Lipid Nanoparticle Delivery of siRNA to Silence Neuronal Gene Expression in the Brain

Manipulation of gene expression in the brain is fundamental for understanding the function of proteins involved in neuronal processes. In this article, we show a method for using small interfering RNA (siRNA) in lipid nanoparticles (LNPs) to efficiently silence neuronal gene expression in cell culture and in the brain in vivo through intracranial injection. We show that neurons accumulate these LNPs in an apolipoprotein E–dependent fashion, resulting in very efficient uptake in cell culture (100%) with little apparent toxicity. In vivo, intracortical or intracerebroventricular (ICV) siRNA-LNP injections resulted in knockdown of target genes either in discrete regions around the injection site or in more widespread areas following ICV injections with no apparent toxicity or immune reactions from the LNPs.

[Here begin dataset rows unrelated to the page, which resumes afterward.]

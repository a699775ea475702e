use crate::models::{Profile, ProfileError};
use anyhow::{Context, Result};
use camino::{Utf8Path, Utf8PathBuf};
use serde::{Deserialize, Serialize};
use std::fs;
use std::time::Duration;
use thiserror::Error;

/// Application settings, loaded from `aip-updater.yaml`.
#[derive(Debug, Clone, Serialize, Deserialize)]
pub struct Settings {
    #[serde(default = "default_output_dir")]
    pub output_dir: Utf8PathBuf,

    #[serde(default = "default_cache_dir")]
    pub cache_dir: Utf8PathBuf,

    #[serde(default = "default_data_dir")]
    pub data_dir: Utf8PathBuf,

    /// Minimum free disk space in GB required before a run may start.
    #[serde(default = "default_min_free_space_gb")]
    pub min_free_space_gb: f64,

    /// Parallel worker count passed to the OCR tool.
    #[serde(default = "default_ocr_jobs")]
    pub ocr_jobs: usize,

    /// Program name or path of the external AIP tool.
    #[serde(default = "default_aip_tool")]
    pub aip_tool: String,

    /// Program name or path of the external OCR converter.
    #[serde(default = "default_ocr_tool")]
    pub ocr_tool: String,

    /// Optional per-invocation timeout for external tools, in seconds.
    /// Unset by default: a stuck tool is an accepted operational gap.
    #[serde(default)]
    pub tool_timeout_secs: Option<u64>,

    #[serde(default)]
    pub debug_mode: bool,
}

fn default_output_dir() -> Utf8PathBuf {
    Utf8PathBuf::from("output")
}

fn default_cache_dir() -> Utf8PathBuf {
    Utf8PathBuf::from("cache")
}

fn default_data_dir() -> Utf8PathBuf {
    Utf8PathBuf::from("data")
}

fn default_min_free_space_gb() -> f64 {
    1.0
}

fn default_ocr_jobs() -> usize {
    let cpus = std::thread::available_parallelism()
        .map(|n| n.get())
        .unwrap_or(2);
    (cpus / 2).max(2)
}

fn default_aip_tool() -> String {
    "aip".to_string()
}

fn default_ocr_tool() -> String {
    "ocrmypdf".to_string()
}

impl Default for Settings {
    fn default() -> Self {
        Self {
            output_dir: default_output_dir(),
            cache_dir: default_cache_dir(),
            data_dir: default_data_dir(),
            min_free_space_gb: default_min_free_space_gb(),
            ocr_jobs: default_ocr_jobs(),
            aip_tool: default_aip_tool(),
            ocr_tool: default_ocr_tool(),
            tool_timeout_secs: None,
            debug_mode: false,
        }
    }
}

impl Settings {
    pub fn profiles_file(&self) -> Utf8PathBuf {
        self.data_dir.join("profiles.json")
    }

    pub fn runs_dir(&self) -> Utf8PathBuf {
        self.data_dir.join("runs")
    }

    pub fn lock_file(&self) -> Utf8PathBuf {
        self.data_dir.join("update.lock")
    }

    pub fn tool_timeout(&self) -> Option<Duration> {
        self.tool_timeout_secs.map(Duration::from_secs)
    }

    /// Create the directory tree the updater works in.
    pub fn ensure_directories(&self) -> Result<()> {
        for dir in [&self.output_dir, &self.cache_dir, &self.data_dir, &self.runs_dir()] {
            fs::create_dir_all(dir.as_std_path())
                .with_context(|| format!("Failed to create directory: {}", dir))?;
        }
        Ok(())
    }
}

/// Loads and saves the YAML settings file.
#[derive(Debug, Clone)]
pub struct ConfigManager {
    settings_path: Utf8PathBuf,
}

impl ConfigManager {
    pub fn new<P: AsRef<Utf8Path>>(config_dir: P) -> Result<Self> {
        let config_dir = config_dir.as_ref();

        if !config_dir.exists() {
            fs::create_dir_all(config_dir.as_std_path())
                .with_context(|| format!("Failed to create config directory: {}", config_dir))?;
        }

        Ok(Self {
            settings_path: config_dir.join("aip-updater.yaml"),
        })
    }

    /// Load settings. On first run the file doesn't exist yet; defaults are
    /// written out so operators have a template to edit.
    pub fn load_settings(&self) -> Result<Settings> {
        if !self.settings_path.exists() {
            tracing::warn!(
                "Settings file not found at {}, writing defaults",
                self.settings_path
            );
            let defaults = Settings::default();
            self.save_settings(&defaults)?;
            return Ok(defaults);
        }

        let file_contents = fs::read_to_string(self.settings_path.as_std_path())
            .with_context(|| format!("Failed to read settings: {}", self.settings_path))?;

        let settings: Settings = serde_yaml_ng::from_str(&file_contents)
            .with_context(|| format!("Failed to parse settings: {}", self.settings_path))?;

        tracing::info!("Loaded settings from {}", self.settings_path);
        Ok(settings)
    }

    pub fn save_settings(&self, settings: &Settings) -> Result<()> {
        let yaml_string =
            serde_yaml_ng::to_string(settings).context("Failed to serialize settings to YAML")?;

        fs::write(self.settings_path.as_std_path(), yaml_string)
            .with_context(|| format!("Failed to write settings: {}", self.settings_path))?;

        tracing::info!("Saved settings to {}", self.settings_path);
        Ok(())
    }
}

/// Errors from profile storage.
#[derive(Error, Debug)]
pub enum ProfileStoreError {
    #[error("Profile '{0}' already exists")]
    Duplicate(String),

    #[error("Profile '{0}' not found")]
    NotFound(String),

    #[error(transparent)]
    Invalid(#[from] ProfileError),

    #[error("Profile storage error: {0}")]
    Io(#[from] std::io::Error),

    #[error("Failed to parse profile store: {0}")]
    Parse(#[from] serde_json::Error),
}

/// JSON-file-backed profile storage. Simple collaborator of the orchestrator:
/// the orchestrator only ever reads from it.
#[derive(Debug, Clone)]
pub struct ProfileStore {
    path: Utf8PathBuf,
}

impl ProfileStore {
    pub fn new<P: AsRef<Utf8Path>>(path: P) -> Self {
        Self {
            path: path.as_ref().to_path_buf(),
        }
    }

    /// All stored profiles; empty when the store file doesn't exist yet.
    pub fn load(&self) -> Result<Vec<Profile>, ProfileStoreError> {
        if !self.path.exists() {
            return Ok(Vec::new());
        }
        let contents = fs::read_to_string(self.path.as_std_path())?;
        Ok(serde_json::from_str(&contents)?)
    }

    pub fn save(&self, profiles: &[Profile]) -> Result<(), ProfileStoreError> {
        let json = serde_json::to_string_pretty(profiles)?;
        fs::write(self.path.as_std_path(), json)?;
        Ok(())
    }

    pub fn create(&self, profile: Profile) -> Result<(), ProfileStoreError> {
        profile.validate()?;
        let mut profiles = self.load()?;
        if profiles.iter().any(|p| p.name == profile.name) {
            return Err(ProfileStoreError::Duplicate(profile.name));
        }
        profiles.push(profile);
        self.save(&profiles)
    }

    pub fn update(&self, name: &str, profile: Profile) -> Result<(), ProfileStoreError> {
        profile.validate()?;
        let mut profiles = self.load()?;
        let Some(existing) = profiles.iter_mut().find(|p| p.name == name) else {
            return Err(ProfileStoreError::NotFound(name.to_string()));
        };
        *existing = profile;
        self.save(&profiles)
    }

    pub fn delete(&self, name: &str) -> Result<(), ProfileStoreError> {
        let mut profiles = self.load()?;
        let before = profiles.len();
        profiles.retain(|p| p.name != name);
        if profiles.len() == before {
            return Err(ProfileStoreError::NotFound(name.to_string()));
        }
        self.save(&profiles)
    }
}
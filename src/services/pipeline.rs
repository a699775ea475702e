use crate::models::{sanitize, LogStatus, PipelineOutcome, Profile, Stage};
use crate::services::process::{ProcessRunner, StreamSource, ToolCommand};
use crate::services::progress::ProgressSink;
use anyhow::{Context, Result};
use camino::{Utf8Path, Utf8PathBuf};
use std::collections::VecDeque;
use std::fs;
use std::sync::Arc;
use std::time::Duration;

/// Tool stderr is truncated to this many characters in failure events.
const STDERR_TRUNCATE: usize = 200;

/// How many trailing OCR diagnostic lines are reported on failure.
const OCR_TAIL_LINES: usize = 10;

/// External-tool wiring for the pipeline.
#[derive(Debug, Clone)]
pub struct PipelineConfig {
    /// Program invoked for TOC fetch/list and PDF rendering.
    pub aip_tool: String,
    /// Program invoked for OCR conversion.
    pub ocr_tool: String,
    pub cache_dir: Utf8PathBuf,
    pub output_dir: Utf8PathBuf,
    /// Worker count passed to the OCR tool's `--jobs`.
    pub ocr_jobs: usize,
    pub tool_timeout: Option<Duration>,
}

/// Drives one profile through the fixed stage sequence
/// init → toc_fetch → (AIRAC resolve) → pdf_gen → ocr → complete.
///
/// Stages are strictly sequential; a non-zero tool exit fails the profile
/// (recorded as progress, never raised), and existing artifacts for the
/// current AIRAC cycle short-circuit the expensive stages — the cycle id is
/// the cache key, the rendered file the cached value.
pub struct ProfilePipeline {
    runner: Arc<dyn ProcessRunner>,
    sink: ProgressSink,
    config: PipelineConfig,
}

impl ProfilePipeline {
    pub fn new(runner: Arc<dyn ProcessRunner>, sink: ProgressSink, config: PipelineConfig) -> Self {
        Self {
            runner,
            sink,
            config,
        }
    }

    fn aip_command(&self) -> ToolCommand {
        ToolCommand::new(&self.config.aip_tool)
            .args(["--cache", self.cache_path().as_str()])
            .timeout(self.config.tool_timeout)
    }

    fn cache_path(&self) -> Utf8PathBuf {
        self.config.cache_dir.join("dfs-aip")
    }

    /// Expected artifact paths for a profile and AIRAC cycle:
    /// `<output>/<sanitized>/<sanitized>_<cycle>.pdf` and its `_ocr` variant.
    pub fn artifact_paths(&self, profile: &Profile, cycle: &str) -> (Utf8PathBuf, Utf8PathBuf) {
        let base = sanitize(&profile.name);
        let dir = self.config.output_dir.join(&base);
        (
            dir.join(format!("{base}_{cycle}.pdf")),
            dir.join(format!("{base}_{cycle}_ocr.pdf")),
        )
    }

    /// Run the full pipeline for one profile.
    ///
    /// Tool failures and parse failures return a [`PipelineOutcome::Failed`];
    /// only faults outside the stage contract (spawn errors, filesystem
    /// errors) propagate, to be caught at the orchestrator's profile boundary.
    pub async fn run(&self, profile: &Profile) -> Result<PipelineOutcome> {
        let name = profile.name.as_str();
        self.sink
            .emit(name, Stage::Init, "Starting profile processing", LogStatus::Info);

        let profile_dir = self.config.output_dir.join(sanitize(name));
        fs::create_dir_all(&profile_dir)
            .with_context(|| format!("Failed to create output directory: {}", profile_dir))?;

        if let Some(failed) = self.toc_fetch(profile).await? {
            return Ok(failed);
        }

        let cycle = match self.resolve_airac_cycle(profile).await? {
            Some(cycle) => cycle,
            None => {
                self.sink
                    .emit(name, Stage::Init, "No AIRAC cycles found", LogStatus::Warning);
                return Ok(PipelineOutcome::Failed {
                    stage: Stage::Init,
                    cause: "No AIRAC cycles found".to_string(),
                });
            }
        };
        self.sink.emit(
            name,
            Stage::Init,
            format!("AIRAC date: {cycle}"),
            LogStatus::Info,
        );

        let (output_path, ocr_path) = self.artifact_paths(profile, &cycle);

        let pdf_skipped = if output_path.exists() {
            self.sink
                .emit(name, Stage::PdfGen, "PDF already exists", LogStatus::Info);
            true
        } else {
            if let Some(failed) = self.generate_pdf(profile, &output_path).await? {
                return Ok(failed);
            }
            false
        };

        let ocr_skipped = if ocr_path.exists() {
            self.sink
                .emit(name, Stage::Ocr, "OCR PDF already exists", LogStatus::Success);
            true
        } else {
            if let Some(failed) = self.run_ocr(profile, &output_path, &ocr_path).await? {
                return Ok(failed);
            }
            false
        };

        if pdf_skipped && ocr_skipped {
            return Ok(PipelineOutcome::Skipped(format!(
                "Artifacts up to date for AIRAC cycle {cycle}"
            )));
        }

        self.sink.emit(
            name,
            Stage::Complete,
            "Profile processing complete",
            LogStatus::Success,
        );
        Ok(PipelineOutcome::Succeeded)
    }

    async fn toc_fetch(&self, profile: &Profile) -> Result<Option<PipelineOutcome>> {
        let name = profile.name.as_str();
        self.sink.emit(
            name,
            Stage::TocFetch,
            format!("Fetching TOC ({})", profile.flight_rule.label()),
            LogStatus::Info,
        );

        let cmd = self
            .aip_command()
            .args(["toc", "fetch", profile.flight_rule.flag()]);
        let output = self.runner.run(&cmd).await?;

        if !output.success() {
            let cause = truncate(&output.stderr, STDERR_TRUNCATE);
            self.sink.emit(
                name,
                Stage::TocFetch,
                format!("Failed: {cause}"),
                LogStatus::Error,
            );
            return Ok(Some(PipelineOutcome::Failed {
                stage: Stage::TocFetch,
                cause,
            }));
        }

        self.sink.emit(
            name,
            Stage::TocFetch,
            "TOC fetched successfully",
            LogStatus::Success,
        );
        Ok(None)
    }

    async fn resolve_airac_cycle(&self, profile: &Profile) -> Result<Option<String>> {
        let cmd = self
            .aip_command()
            .args(["toc", "list", profile.flight_rule.flag()]);
        let output = self.runner.run(&cmd).await?;
        Ok(parse_airac_cycle(&output.stdout))
    }

    async fn generate_pdf(
        &self,
        profile: &Profile,
        output_path: &Utf8Path,
    ) -> Result<Option<PipelineOutcome>> {
        let name = profile.name.as_str();
        self.sink
            .emit(name, Stage::PdfGen, "Generating PDF", LogStatus::Info);
        self.sink.mark_pdf_created();

        let mut cmd = self
            .aip_command()
            .args(["pdf", "--output", output_path.as_str()])
            .arg("summary")
            .arg(profile.flight_rule.flag());
        for filter in &profile.filters {
            cmd = cmd.args(["-f", filter]);
        }

        // One stdout line per rendered page; stream it as a progress counter
        // instead of buffering.
        let mut child = self.runner.stream(&cmd, StreamSource::Stdout).await?;
        let mut page_count = 0usize;
        while let Some(line) = child.next_line().await {
            let page = line.trim();
            if !page.is_empty() {
                page_count += 1;
                self.sink.emit(
                    name,
                    Stage::PdfGen,
                    format!("Downloaded page {page_count}: {page}"),
                    LogStatus::Info,
                );
            }
        }
        let exit = child.wait().await?;

        if exit.exit_code != 0 {
            let cause = truncate(&exit.captured, STDERR_TRUNCATE);
            self.sink.emit(
                name,
                Stage::PdfGen,
                format!("Failed: {cause}"),
                LogStatus::Error,
            );
            return Ok(Some(PipelineOutcome::Failed {
                stage: Stage::PdfGen,
                cause,
            }));
        }

        self.sink.emit(
            name,
            Stage::PdfGen,
            format!("PDF complete ({:.1} MB)", file_size_mb(output_path)),
            LogStatus::Success,
        );
        Ok(None)
    }

    async fn run_ocr(
        &self,
        profile: &Profile,
        input_path: &Utf8Path,
        ocr_path: &Utf8Path,
    ) -> Result<Option<PipelineOutcome>> {
        let name = profile.name.as_str();
        self.sink.emit(
            name,
            Stage::Ocr,
            format!(
                "Starting OCR: {} -> {}",
                input_path.file_name().unwrap_or_default(),
                ocr_path.file_name().unwrap_or_default()
            ),
            LogStatus::Info,
        );
        self.sink.emit(
            name,
            Stage::Ocr,
            format!("Input PDF size: {:.1} MB", file_size_mb(input_path)),
            LogStatus::Info,
        );
        self.sink.emit(
            name,
            Stage::Ocr,
            format!("Using {} parallel worker(s)", self.config.ocr_jobs),
            LogStatus::Info,
        );

        let cmd = ToolCommand::new(&self.config.ocr_tool)
            .args(["--jobs", &self.config.ocr_jobs.to_string()])
            .arg(input_path.as_str())
            .arg(ocr_path.as_str())
            .timeout(self.config.tool_timeout);

        // The OCR tool writes diagnostics to stderr; stream them live and
        // keep a short tail for triage on failure.
        let mut child = self.runner.stream(&cmd, StreamSource::Stderr).await?;
        let mut tail: VecDeque<String> = VecDeque::with_capacity(OCR_TAIL_LINES);
        while let Some(line) = child.next_line().await {
            let line = line.trim().to_string();
            if line.is_empty() {
                continue;
            }
            if tail.len() == OCR_TAIL_LINES {
                tail.pop_front();
            }
            tail.push_back(line.clone());
            self.sink.emit(name, Stage::Ocr, line, LogStatus::Info);
        }
        let exit = child.wait().await?;

        if exit.exit_code != 0 {
            self.sink.emit(
                name,
                Stage::Ocr,
                format!("Process exited with code {}", exit.exit_code),
                LogStatus::Error,
            );
            let tail_lines: Vec<&str> = tail.iter().map(String::as_str).collect();
            self.sink.emit(
                name,
                Stage::Ocr,
                format!("Last {} stderr lines: {:?}", OCR_TAIL_LINES, tail_lines),
                LogStatus::Error,
            );
            if !exit.captured.trim().is_empty() {
                self.sink.emit(
                    name,
                    Stage::Ocr,
                    format!("stdout: {}", truncate(&exit.captured, 500)),
                    LogStatus::Error,
                );
            }
            return Ok(Some(PipelineOutcome::Failed {
                stage: Stage::Ocr,
                cause: format!("Process exited with code {}", exit.exit_code),
            }));
        }

        self.sink.emit(
            name,
            Stage::Ocr,
            format!("OCR complete ({:.1} MB)", file_size_mb(ocr_path)),
            LogStatus::Success,
        );
        Ok(None)
    }
}

/// Extract the AIRAC cycle identifier from the TOC listing: the second
/// whitespace-delimited token of the first output line.
pub fn parse_airac_cycle(stdout: &str) -> Option<String> {
    stdout
        .lines()
        .next()?
        .split_whitespace()
        .nth(1)
        .map(str::to_string)
}

/// Truncate to at most `max` characters, respecting char boundaries.
pub fn truncate(s: &str, max: usize) -> String {
    let trimmed = s.trim();
    match trimmed.char_indices().nth(max) {
        Some((idx, _)) => trimmed[..idx].to_string(),
        None => trimmed.to_string(),
    }
}

fn file_size_mb(path: &Utf8Path) -> f64 {
    fs::metadata(path.as_std_path())
        .map(|m| m.len() as f64 / (1024.0 * 1024.0))
        .unwrap_or(0.0)
}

Effective targeted knockdown was demonstrated by showing that intracortical delivery of siRNA against GRIN1 (encoding GluN1 subunit of the NMDA receptor (NMDAR)) selectively reduced synaptic NMDAR currents in vivo as compared with synaptic AMPA receptor currents. Therefore, LNP delivery of siRNA rapidly manipulates expression of proteins involved in neuronal processes in vivo, possibly enabling the development of gene therapies for neurological disorders.